3. Shri P. Balachandran, learned Counsel appearing for the petitioner, submits that when the assessing authority and the first appellate authority had accepted the sales turnover of cooked foods and also the purchases effected evidenced by the books, there was no justification on the part of the said authorities to make an estimate of the taxable turnover Under Section 5-A of the Act. Counsel also submitted that the taxable turnover so estimated is arbitrary and excessive. Counsel further submitted that the addition of Rs. 50,000 sustained by the Tribunal in relation to the stock variation in foreign liquor found on the basis of the inspection conducted on September 17, 1987 is also excessive having regard to the nature of the irregularities found.

4. We also heard the learned Government Pleader for the respondent. He submits that so far as the assessment years 1985-86 and 1986-87 are concerned, the first appellate authority had granted reasonable relief in respect of the purchase turnover exigible to tax Under Section 5-A of the Act and that for the assessment year 1987-88, in addition to the relief granted by the first appellate authority Under Section 5-A and also in regard to the addition towards stock variation in foreign liquor, the Tribunal also granted substantial relief, and therefore, no interference is called for by this Court.

5. We have considered the rival submissions and also perused the orders of the three authorities. We find from the first appellate authority’s order that practically the sales turnover of cooked foods and the purchases of consumables used for preparation of cooked foods recorded in the books have been accepted. The assessing authority himself has exempted the purchase turnover of items like provisions purchased locally and supported by bills, and in the absence of evidence regarding the local purchases of other items, the first appellate authority has fixed the taxable turnover Under Section 5-A at 50 per cent of the admitted purchases.
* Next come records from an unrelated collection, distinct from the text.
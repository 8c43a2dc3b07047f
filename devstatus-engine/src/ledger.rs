//! Evidence, history and comment ledgers on a status record.
//!
//! All three lists are newest first and only ever grow. These helpers build
//! the next version of a record; the store swaps it in.

use chrono::{DateTime, Utc};

use checklist::StatusEnum;

use crate::types::{Comment, Evidence, EvidenceType, HistoryEntry, StatusRecord};

/// A status change to write into a record.
#[derive(Debug, Clone)]
pub struct Transition {
    pub status: StatusEnum,
    pub actor_id: String,
    pub actor_name: String,
    pub confidence: u8,
    pub reason: String,
    /// `Some` for automated changes, cleared for manual ones
    pub explanation: Option<String>,
    pub evidence: Option<EvidenceDraft>,
}

/// Evidence before it has an id and timestamp.
#[derive(Debug, Clone)]
pub struct EvidenceDraft {
    pub kind: EvidenceType,
    pub url: String,
    pub label: String,
    pub verified_by: Option<String>,
}

impl EvidenceDraft {
    fn into_evidence(self, id: String, now: DateTime<Utc>) -> Evidence {
        Evidence {
            id,
            kind: self.kind,
            url: self.url,
            label: self.label,
            created_at: now,
            verified_by: self.verified_by,
        }
    }
}

/// Ids for the entries a transition appends.
#[derive(Debug, Clone)]
pub struct EntryIds {
    pub evidence: String,
    pub history: String,
}

/// Next version of `record` after `transition`.
///
/// Appends exactly one history entry whose `previous_status` is the
/// record's current status.
pub fn apply_transition(
    record: &StatusRecord,
    transition: Transition,
    ids: EntryIds,
    now: DateTime<Utc>,
) -> StatusRecord {
    let mut next = record.clone();

    if let Some(draft) = transition.evidence {
        next.evidence.insert(0, draft.into_evidence(ids.evidence, now));
    }

    next.history.insert(
        0,
        HistoryEntry {
            id: ids.history,
            timestamp: now,
            actor: transition.actor_name,
            previous_status: record.status,
            new_status: transition.status,
            reason: transition.reason,
        },
    );

    next.status = transition.status;
    next.last_updated_at = now;
    next.last_updated_by = transition.actor_id;
    next.confidence_score = transition.confidence.min(100);
    next.ai_explanation = transition.explanation;
    next
}

/// Next version of `record` with a comment prepended.
pub fn add_comment(
    record: &StatusRecord,
    id: String,
    author: &str,
    text: &str,
    now: DateTime<Utc>,
) -> StatusRecord {
    let mut next = record.clone();
    next.comments.insert(
        0,
        Comment {
            id,
            author: author.to_string(),
            text: text.to_string(),
            timestamp: now,
        },
    );
    next
}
In the absence of any material furnished by the petitioner regarding the non-exigibility to tax on the remaining items purchased, certainly, an estimation is called for. According to us, the first appellate authority had rightly fixed 50 per cent of the purchases as taxable, and the assessee is entitled to get exemption in respect of the purchases supported by bills, as allowed by the assessing authority. The Tribunal had found that the first appellate authority has granted reasonable relief for all the three years. In the circumstances of the case, we do not find any reason to interfere with the finding rendered by the two appellate authorities. Similarly, for the assessment year 1987-88 the assessing authority, on the basis of the stock variation in foreign liquor items, both excess and shortage, had made an addition of Rs. 1,75,000. The first appellate authority, having regard to the nature of the variation had reduced the addition to Rs. 1,00,000. The Tribunal had also independently considered the materials and found that having regard to the nature of the stock variation, the addition sustained by the first appellate authority is excessive and had reduced the addition from Rs. 1,00,000 to Rs. 50,000. In spite of our anxious consideration of the matter on the basis of the materials considered by the three authorities, we are unable to hold that any further relief is called for at our hands.

In these circumstances, there is no merit in these three cases. They are accordingly dismissed.